• **Prompt**
The records below are made of lines; count those holding the word "ExecutionResult" and give the number only.

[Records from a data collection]
☆ ☆ ☆ ☆
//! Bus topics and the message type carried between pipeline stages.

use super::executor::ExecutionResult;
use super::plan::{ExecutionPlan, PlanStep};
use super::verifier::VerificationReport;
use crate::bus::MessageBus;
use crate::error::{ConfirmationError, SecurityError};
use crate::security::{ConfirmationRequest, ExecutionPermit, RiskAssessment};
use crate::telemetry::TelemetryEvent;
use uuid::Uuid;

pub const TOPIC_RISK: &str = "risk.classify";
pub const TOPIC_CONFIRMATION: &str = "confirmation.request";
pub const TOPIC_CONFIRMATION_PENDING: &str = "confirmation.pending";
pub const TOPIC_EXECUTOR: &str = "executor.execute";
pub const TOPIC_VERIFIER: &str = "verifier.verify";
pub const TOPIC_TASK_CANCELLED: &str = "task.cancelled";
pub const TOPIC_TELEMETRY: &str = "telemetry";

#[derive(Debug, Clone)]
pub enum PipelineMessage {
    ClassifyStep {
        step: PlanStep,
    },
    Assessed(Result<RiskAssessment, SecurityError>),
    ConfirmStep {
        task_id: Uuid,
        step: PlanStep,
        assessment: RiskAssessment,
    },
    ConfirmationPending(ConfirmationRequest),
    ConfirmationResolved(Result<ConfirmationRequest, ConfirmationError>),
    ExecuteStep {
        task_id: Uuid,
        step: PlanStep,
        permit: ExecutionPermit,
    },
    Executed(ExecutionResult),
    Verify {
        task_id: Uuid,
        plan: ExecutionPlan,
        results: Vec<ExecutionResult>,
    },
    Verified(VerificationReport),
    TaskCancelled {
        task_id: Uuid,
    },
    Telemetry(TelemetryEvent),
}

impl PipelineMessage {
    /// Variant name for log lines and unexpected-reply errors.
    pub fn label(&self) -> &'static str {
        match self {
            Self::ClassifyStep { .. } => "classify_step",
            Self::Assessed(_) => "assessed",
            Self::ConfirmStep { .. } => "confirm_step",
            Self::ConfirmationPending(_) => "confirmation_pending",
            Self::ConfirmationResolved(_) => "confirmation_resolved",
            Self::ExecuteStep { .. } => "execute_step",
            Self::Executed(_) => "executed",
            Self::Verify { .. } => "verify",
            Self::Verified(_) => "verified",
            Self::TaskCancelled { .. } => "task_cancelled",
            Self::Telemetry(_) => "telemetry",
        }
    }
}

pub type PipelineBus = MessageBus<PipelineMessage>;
☆ ☆ ☆ ☆
• **Finished exercise**
3